Je dormis peu cette nuit-là. Nous avions fermé et verrouillé les volets, et l'air de la pièce était lourd. Christof ronflait sur son matelas à quelques pas de là, et je pouvais sentir la tequila qu'il avait bue plus tôt, notre sueur, le coton fin de nos draps. Pourquoi notre tueur ne déciderait-il pas tout bonnement de se débarrasser de nous ? Nous étions au Mexique, au-delà de la zone de protection des forces de l'ordre américaines. Les battements de mon cœur faisaient un bruit lancinant derrière mes yeux, et bien que je n'eusse jamais rien connu de tel auparavant, la peur noire qui s'emparait de ma poitrine et de mes intestins me semblait familière.

J'ai été élevé par une mère célibataire qui, quand nous étions enfants, nous faisait déménager d'un appartement à l'autre une à trois fois par an, toujours pour un loyer plus bas. J'étais toujours le petit nouveau qui se faisait frapper dans la cour de récréation, ou dans la rue, simplement parce que j'étais le nouveau. Puis, à 14 ans, je décidai de répliquer et de me battre avec mes poings et mes pieds jusqu'à ce que ça devienne la seule chose que je sache faire. Puis, je suis devenu adulte, écrivant tous les jours, essayant de devenir autre grâce aux mots, effort d'empathie tel que peu à peu je suis devenu incapable de juger si untel était bon ou mauvais.

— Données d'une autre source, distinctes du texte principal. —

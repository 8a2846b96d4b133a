//! Lot segmentation of normalized catalog text.

use tracing::{debug, trace};

use super::markers::BOUNDARY_MARKER;
use super::normalizer::NormalizedText;
use super::rules::patterns::INDEX_FALLBACK_ANCHOR;
use crate::models::config::SegmentationMode;

/// Text of one candidate lot.
#[derive(Debug, Clone, PartialEq, Eq)]
pub struct Segment {
    index: usize,
    text: String,
}

impl Segment {
    pub fn new(index: usize, text: impl Into<String>) -> Self {
        Self {
            index,
            text: text.into(),
        }
    }

    /// Position of the segment within its document.
    pub fn index(&self) -> usize {
        self.index
    }

    pub fn text(&self) -> &str {
        &self.text
    }

    /// First `max_chars` characters, for log messages.
    pub fn leading_text(&self, max_chars: usize) -> &str {
        match self.text.char_indices().nth(max_chars) {
            Some((end, _)) => &self.text[..end],
            None => &self.text,
        }
    }
}

/// Splits normalized text into lot segments.
#[derive(Debug, Clone, Copy, Default)]
pub struct RecordSegmenter {
    mode: SegmentationMode,
}

impl RecordSegmenter {
    pub fn new(mode: SegmentationMode) -> Self {
        Self { mode }
    }

    /// Split on boundary markers. Text before the first marker is not a lot.
    pub fn segment(&self, text: &NormalizedText) -> Vec<Segment> {
        let text = text.as_str();

        if !text.contains(BOUNDARY_MARKER) {
            return match self.mode {
                SegmentationMode::NameAnchored => {
                    debug!("No lot boundaries found");
                    Vec::new()
                }
                SegmentationMode::IndexAnchored => self.fallback_segments(text),
            };
        }

        let segments = collect_segments(text.split(BOUNDARY_MARKER).skip(1));
        debug!("Split text into {} segments", segments.len());
        segments
    }

    /// Anchor on "<index> <Name> ###TITLE###" when no index line survived.
    fn fallback_segments(&self, text: &str) -> Vec<Segment> {
        let starts: Vec<usize> = INDEX_FALLBACK_ANCHOR
            .captures_iter(text)
            .filter_map(|caps| caps.get(1))
            .map(|m| m.start())
            .collect();
        trace!("Fallback anchor matched {} times", starts.len());

        let pieces = starts.iter().enumerate().map(|(i, &start)| {
            let end = starts.get(i + 1).copied().unwrap_or(text.len());
            &text[start..end]
        });

        let segments = collect_segments(pieces);
        debug!("Fallback anchors gave {} segments", segments.len());
        segments
    }
}

fn collect_segments<'a>(pieces: impl Iterator<Item = &'a str>) -> Vec<Segment> {
    pieces
        .map(str::trim)
        .filter(|piece| !piece.is_empty())
        .enumerate()
        .map(|(index, piece)| Segment::new(index, piece))
        .collect()
}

Je ne pouvais plus voir que les zones grises, les enchevêtrements du désir humain, ses motivations, ses douleurs, l'action et l'apathie qui font partie de la vie. Et à présent je me souvenais de la prostituée, qui avait sans doute l'âge de ma propre mère, la faible lumière jaune qui éclairait son visage, la façon dont elle m'avait dit quelque chose en espagnol, et avait pointé du doigt un banc en bois contre le mur pour que j'y dépose mes affaires, sous lequel il y avait des chaussures pour bébé. Puis, elle me regarda comme si elle me disait qu'elle ne penserait plus jamais à moi, ne serait-ce qu'une seule fois.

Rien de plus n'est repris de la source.